[YOUR INSTRUCTIONS] Going through the material below, please gather all lines with the word "fingerprint" in them.
.....
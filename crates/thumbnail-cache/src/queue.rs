//! Two-tier FIFO feeding the worker pool
//!
//! Priority jobs are served before normal ones; within a tier order is
//! first-in first-out. Closing the queue discards whatever is still waiting
//! and wakes every blocked worker.

use crate::key::{CacheKey, ThumbnailSize};
use parking_lot::{Condvar, Mutex};
use std::collections::VecDeque;
use std::path::PathBuf;
use std::sync::Arc;

/// One decode request for a worker.
#[derive(Debug, Clone)]
pub(crate) struct Job {
    pub key: CacheKey,
    pub source: PathBuf,
    pub size: ThumbnailSize,
}

#[derive(Clone, Debug)]
pub(crate) struct JobQueue {
    inner: Arc<QueueInner>,
}

#[derive(Debug)]
struct QueueInner {
    state: Mutex<QueueState>,
    condvar: Condvar,
}

#[derive(Debug, Default)]
struct QueueState {
    priority: VecDeque<Job>,
    normal: VecDeque<Job>,
    closed: bool,
}

impl JobQueue {
    pub fn new() -> Self {
        Self {
            inner: Arc::new(QueueInner {
                state: Mutex::new(QueueState::default()),
                condvar: Condvar::new(),
            }),
        }
    }

    /// Enqueue a job. Returns `false` once the queue is closed.
    pub fn push(&self, job: Job, priority: bool) -> bool {
        let mut state = self.inner.state.lock();
        if state.closed {
            return false;
        }
        if priority {
            state.priority.push_back(job);
        } else {
            state.normal.push_back(job);
        }
        self.inner.condvar.notify_one();
        true
    }

    /// Move a waiting normal job for `key` to the back of the priority tier.
    pub fn promote(&self, key: &CacheKey) -> bool {
        let mut state = self.inner.state.lock();
        let Some(index) = state.normal.iter().position(|job| &job.key == key) else {
            return false;
        };
        if let Some(job) = state.normal.remove(index) {
            state.priority.push_back(job);
        }
        true
    }

    /// Block until a job is available. `None` means the queue was closed.
    pub fn pop(&self) -> Option<Job> {
        let mut state = self.inner.state.lock();
        loop {
            if state.closed {
                return None;
            }
            if let Some(job) = state.priority.pop_front() {
                return Some(job);
            }
            if let Some(job) = state.normal.pop_front() {
                return Some(job);
            }
            self.inner.condvar.wait(&mut state);
        }
    }

    /// Stop accepting work and drop waiting jobs. Returns how many were dropped.
    pub fn close(&self) -> usize {
        let mut state = self.inner.state.lock();
        state.closed = true;
        let discarded = state.priority.len() + state.normal.len();
        state.priority.clear();
        state.normal.clear();
        self.inner.condvar.notify_all();
        discarded
    }

    pub fn len(&self) -> usize {
        let state = self.inner.state.lock();
        state.priority.len() + state.normal.len()
    }
}
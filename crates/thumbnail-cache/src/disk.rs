//! Content-addressed on-disk thumbnail store
//!
//! One flat directory, one `<fingerprint>.jpg` per cache key. The presence
//! of a decodable file is the index; there is no manifest. A file's mtime
//! doubles as its "last used" stamp for retention. Only disk reads and
//! [`DiskStore::touch`] refresh it, so an entry served from memory for a
//! long session looks idle here; the coordinator touches its in-memory keys
//! before evicting.

use crate::error::StorageError;
use crate::key::CacheKey;
use filetime::FileTime;
use image::codecs::jpeg::JpegEncoder;
use image::{ImageFormat, RgbImage};
use serde::{Deserialize, Serialize};
use std::fs;
use std::io::{self, Write};
use std::path::{Path, PathBuf};
use std::time::{Duration, SystemTime};
use tempfile::NamedTempFile;

const EXTENSION: &str = "jpg";

/// File count and byte total of the disk cache.
#[derive(Debug, Clone, Copy, Default, PartialEq, Eq, Serialize, Deserialize)]
pub struct DiskStats {
    pub files: usize,
    pub bytes: u64,
}

#[derive(Debug, Clone)]
pub struct DiskStore {
    dir: PathBuf,
    jpeg_quality: u8,
}

impl DiskStore {
    /// Open (creating if needed) a store rooted at `dir`.
    pub fn open(dir: impl Into<PathBuf>, jpeg_quality: u8) -> Result<Self, StorageError> {
        let dir = dir.into();
        fs::create_dir_all(&dir).map_err(|source| StorageError::Io {
            path: dir.clone(),
            source,
        })?;
        Ok(Self {
            dir,
            jpeg_quality: jpeg_quality.clamp(1, 100),
        })
    }

    pub fn dir(&self) -> &Path {
        &self.dir
    }

    /// Location of the entry for `key`. Depends on the fingerprint only.
    pub fn path_for(&self, key: &CacheKey) -> PathBuf {
        self.dir.join(format!("{}.{}", key.fingerprint(), EXTENSION))
    }

    /// Load a cached thumbnail.
    ///
    /// A file that exists but does not decode is deleted and reported as a
    /// miss.
    pub fn get(&self, key: &CacheKey) -> Option<RgbImage> {
        let path = self.path_for(key);
        let bytes = match fs::read(&path) {
            Ok(bytes) => bytes,
            Err(e) if e.kind() == io::ErrorKind::NotFound => {
                log::debug!("disk MISS {}", key);
                return None;
            }
            Err(e) => {
                log::warn!("{}", StorageError::Io { path, source: e });
                return None;
            }
        };

        match image::load_from_memory_with_format(&bytes, ImageFormat::Jpeg) {
            Ok(img) => {
                log::debug!("disk HIT {}", key);
                if let Err(e) = filetime::set_file_mtime(&path, FileTime::now()) {
                    log::debug!("could not refresh mtime of {}: {}", path.display(), e);
                }
                Some(img.to_rgb8())
            }
            Err(e) => {
                log::warn!("corrupt disk cache entry {} ({}), removing", path.display(), e);
                if let Err(e) = fs::remove_file(&path) {
                    log::warn!("could not remove {}: {}", path.display(), e);
                }
                None
            }
        }
    }

    /// Mark an entry as just used. Returns false if it is not on disk.
    pub fn touch(&self, key: &CacheKey) -> bool {
        let path = self.path_for(key);
        match filetime::set_file_mtime(&path, FileTime::now()) {
            Ok(()) => true,
            Err(e) => {
                if e.kind() != io::ErrorKind::NotFound {
                    log::debug!("could not refresh mtime of {}: {}", path.display(), e);
                }
                false
            }
        }
    }

    /// Best-effort store. Failures are logged and reported as `false`.
    pub fn put(&self, key: &CacheKey, image: &RgbImage) -> bool {
        match self.try_put(key, image) {
            Ok(()) => true,
            Err(e) => {
                log::warn!("{}", e);
                false
            }
        }
    }

    /// Encode and atomically write the entry for `key`, replacing any
    /// existing file.
    pub fn try_put(&self, key: &CacheKey, image: &RgbImage) -> Result<(), StorageError> {
        let path = self.path_for(key);

        let mut buffer = Vec::new();
        JpegEncoder::new_with_quality(&mut buffer, self.jpeg_quality)
            .encode_image(image)
            .map_err(|source| StorageError::Encode {
                path: path.clone(),
                source,
            })?;

        let io_error = |source: io::Error| StorageError::Io {
            path: path.clone(),
            source,
        };

        // Write next to the target then rename, so readers never see a torn file
        let mut temp = NamedTempFile::new_in(&self.dir).map_err(io_error)?;
        temp.write_all(&buffer).map_err(io_error)?;
        temp.persist(&path).map_err(|e| io_error(e.error))?;
        Ok(())
    }

    /// Remove every file in the store directory.
    pub fn clear(&self) -> Result<usize, StorageError> {
        let mut removed = 0;
        for path in self.files()? {
            match fs::remove_file(&path) {
                Ok(()) => removed += 1,
                Err(e) => log::warn!("could not remove {}: {}", path.display(), e),
            }
        }
        Ok(removed)
    }

    /// Remove entries not used within `max_age`. Returns how many went.
    pub fn evict_older_than(&self, max_age: Duration) -> Result<usize, StorageError> {
        let cutoff = SystemTime::now()
            .checked_sub(max_age)
            .unwrap_or(SystemTime::UNIX_EPOCH);

        let mut removed = 0;
        for path in self.entries()? {
            let last_used = match fs::metadata(&path).and_then(|m| m.modified()) {
                Ok(time) => time,
                Err(e) => {
                    log::debug!("skipping {}: {}", path.display(), e);
                    continue;
                }
            };
            if last_used < cutoff {
                match fs::remove_file(&path) {
                    Ok(()) => removed += 1,
                    Err(e) => log::warn!("could not remove {}: {}", path.display(), e),
                }
            }
        }
        Ok(removed)
    }

    pub fn stats(&self) -> Result<DiskStats, StorageError> {
        let mut stats = DiskStats::default();
        for path in self.entries()? {
            if let Ok(metadata) = fs::metadata(&path) {
                stats.files += 1;
                stats.bytes += metadata.len();
            }
        }
        Ok(stats)
    }

    /// Cache entries (`*.jpg`), excluding stray temp files.
    fn entries(&self) -> Result<Vec<PathBuf>, StorageError> {
        Ok(self
            .files()?
            .into_iter()
            .filter(|path| path.extension().is_some_and(|ext| ext == EXTENSION))
            .collect())
    }

    fn files(&self) -> Result<Vec<PathBuf>, StorageError> {
        let read_dir = match fs::read_dir(&self.dir) {
            Ok(read_dir) => read_dir,
            Err(e) if e.kind() == io::ErrorKind::NotFound => return Ok(Vec::new()),
            Err(source) => {
                return Err(StorageError::Io {
                    path: self.dir.clone(),
                    source,
                })
            }
        };

        Ok(read_dir
            .filter_map(|entry| entry.ok())
            .filter(|entry| entry.file_type().map(|t| t.is_file()).unwrap_or(false))
            .map(|entry| entry.path())
            .collect())
    }
}
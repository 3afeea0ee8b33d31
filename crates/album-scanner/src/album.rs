//! Library data model: albums, collections and scan summaries
//!
//! Everything here is an immutable snapshot of the filesystem at scan time.
//! A rescan builds new values rather than mutating old ones.

use serde::{Deserialize, Serialize};
use std::path::{Path, PathBuf};

/// A folder that directly contains at least one image.
#[derive(Debug, Clone, PartialEq, Eq, Serialize, Deserialize)]
pub struct Album {
    pub path: PathBuf,
    pub name: String,
    /// Image files in natural order
    pub images: Vec<PathBuf>,
    /// First image, shown on the album card
    pub cover: PathBuf,
    pub image_count: usize,
    /// Sum of the image file sizes in bytes
    pub total_bytes: u64,
}

impl Album {
    /// Build an album from its folder and `(image path, byte size)` pairs,
    /// already sorted. Returns `None` when there are no images.
    pub fn from_images(path: PathBuf, images: Vec<(PathBuf, u64)>) -> Option<Self> {
        let cover = images.first()?.0.clone();
        let total_bytes = images.iter().map(|(_, size)| size).sum();
        let images: Vec<PathBuf> = images.into_iter().map(|(image, _)| image).collect();

        Some(Self {
            name: folder_name(&path),
            path,
            cover,
            image_count: images.len(),
            images,
            total_bytes,
        })
    }
}

#[derive(Debug, Clone, Copy, PartialEq, Eq, Serialize, Deserialize)]
#[serde(rename_all = "lowercase")]
pub enum CollectionKind {
    /// A real folder whose descendants are albums
    Explicit,
    /// Sibling albums grouped by name similarity; the path is virtual
    Smart,
}

/// A set of albums shown as one card.
#[derive(Debug, Clone, PartialEq, Eq, Serialize, Deserialize)]
pub struct Collection {
    pub path: PathBuf,
    pub name: String,
    pub kind: CollectionKind,
    pub albums: Vec<Album>,
    pub cover: Option<PathBuf>,
    pub album_count: usize,
    pub image_count: usize,
    pub total_bytes: u64,
}

impl Collection {
    pub fn new(path: PathBuf, name: String, kind: CollectionKind, albums: Vec<Album>) -> Self {
        Self {
            cover: albums.first().map(|album| album.cover.clone()),
            album_count: albums.len(),
            image_count: albums.iter().map(|album| album.image_count).sum(),
            total_bytes: albums.iter().map(|album| album.total_bytes).sum(),
            path,
            name,
            kind,
            albums,
        }
    }

    /// Collection backed by a real folder.
    pub fn explicit(path: PathBuf, albums: Vec<Album>) -> Self {
        let name = folder_name(&path);
        Self::new(path, name, CollectionKind::Explicit, albums)
    }
}

/// One card in the library view.
#[derive(Debug, Clone, PartialEq, Eq, Serialize, Deserialize)]
#[serde(tag = "type", rename_all = "lowercase")]
pub enum LibraryEntry {
    Album(Album),
    Collection(Collection),
}

impl LibraryEntry {
    pub fn name(&self) -> &str {
        match self {
            LibraryEntry::Album(album) => &album.name,
            LibraryEntry::Collection(collection) => &collection.name,
        }
    }

    pub fn path(&self) -> &Path {
        match self {
            LibraryEntry::Album(album) => &album.path,
            LibraryEntry::Collection(collection) => &collection.path,
        }
    }

    pub fn cover(&self) -> Option<&Path> {
        match self {
            LibraryEntry::Album(album) => Some(&album.cover),
            LibraryEntry::Collection(collection) => collection.cover.as_deref(),
        }
    }

    pub fn image_count(&self) -> usize {
        match self {
            LibraryEntry::Album(album) => album.image_count,
            LibraryEntry::Collection(collection) => collection.image_count,
        }
    }

    pub fn total_bytes(&self) -> u64 {
        match self {
            LibraryEntry::Album(album) => album.total_bytes,
            LibraryEntry::Collection(collection) => collection.total_bytes,
        }
    }

    /// Every album in this entry, in display order.
    pub fn albums(&self) -> &[Album] {
        match self {
            LibraryEntry::Album(album) => std::slice::from_ref(album),
            LibraryEntry::Collection(collection) => &collection.albums,
        }
    }

    pub fn as_album(&self) -> Option<&Album> {
        match self {
            LibraryEntry::Album(album) => Some(album),
            LibraryEntry::Collection(_) => None,
        }
    }

    pub fn as_collection(&self) -> Option<&Collection> {
        match self {
            LibraryEntry::Album(_) => None,
            LibraryEntry::Collection(collection) => Some(collection),
        }
    }
}

/// Totals over a scan result.
#[derive(Debug, Clone, Copy, Default, PartialEq, Eq, Serialize, Deserialize)]
pub struct ScanSummary {
    /// Albums anywhere in the result, including inside collections
    pub albums: usize,
    pub collections: usize,
    pub smart_collections: usize,
    pub images: usize,
    pub bytes: u64,
}

impl ScanSummary {
    pub fn from_entries(entries: &[LibraryEntry]) -> Self {
        let mut summary = Self::default();
        for entry in entries {
            if let LibraryEntry::Collection(collection) = entry {
                summary.collections += 1;
                if collection.kind == CollectionKind::Smart {
                    summary.smart_collections += 1;
                }
            }
            summary.albums += entry.albums().len();
            summary.images += entry.image_count();
            summary.bytes += entry.total_bytes();
        }
        summary
    }
}

pub(crate) fn folder_name(path: &Path) -> String {
    path.file_name()
        .map(|name| name.to_string_lossy().to_string())
        .unwrap_or_else(|| path.display().to_string())
}
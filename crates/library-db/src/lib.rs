//! SQLite persistence for ComicShelf library state.
//!
//! One database per user, by default at:
//!   {data_dir}/comicshelf/library.db
//!
//! Stores favorites and the recently viewed list. Paths are stored as given;
//! smart collections keep their virtual `[smart] ...` path.
//!
//! Uses WAL mode so a browser and the CLI can share the file.

use anyhow::{Context, Result};
use chrono::{DateTime, SecondsFormat, Utc};
use rusqlite::types::{FromSql, FromSqlError, FromSqlResult, ToSql, ToSqlOutput, ValueRef};
use rusqlite::{params, Connection, OptionalExtension};
use serde::{Deserialize, Serialize};
use std::fmt;
use std::path::{Path, PathBuf};
use std::str::FromStr;

/// Default length of the recently viewed list.
pub const DEFAULT_MAX_RECENT: usize = 50;

/// What a stored path points at.
#[derive(Debug, Clone, Copy, PartialEq, Eq, Serialize, Deserialize)]
#[serde(rename_all = "lowercase")]
pub enum EntryKind {
    Album,
    Collection,
    /// Name-grouped collection; its path does not exist on disk
    Smart,
}

impl EntryKind {
    pub fn as_str(&self) -> &'static str {
        match self {
            EntryKind::Album => "album",
            EntryKind::Collection => "collection",
            EntryKind::Smart => "smart",
        }
    }
}

impl fmt::Display for EntryKind {
    fn fmt(&self, f: &mut fmt::Formatter<'_>) -> fmt::Result {
        f.write_str(self.as_str())
    }
}

impl FromStr for EntryKind {
    type Err = anyhow::Error;

    fn from_str(s: &str) -> Result<Self> {
        match s.to_ascii_lowercase().as_str() {
            "album" => Ok(EntryKind::Album),
            "collection" => Ok(EntryKind::Collection),
            "smart" => Ok(EntryKind::Smart),
            other => anyhow::bail!("unknown entry kind: {}", other),
        }
    }
}

impl ToSql for EntryKind {
    fn to_sql(&self) -> rusqlite::Result<ToSqlOutput<'_>> {
        Ok(ToSqlOutput::from(self.as_str()))
    }
}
.....
[SOLUTION TO THIS TASK]
//! One flat directory, one `<fingerprint>.jpg` per cache key. The presence
    /// Location of the entry for `key`. Depends on the fingerprint only.
        self.dir.join(format!("{}.{}", key.fingerprint(), EXTENSION))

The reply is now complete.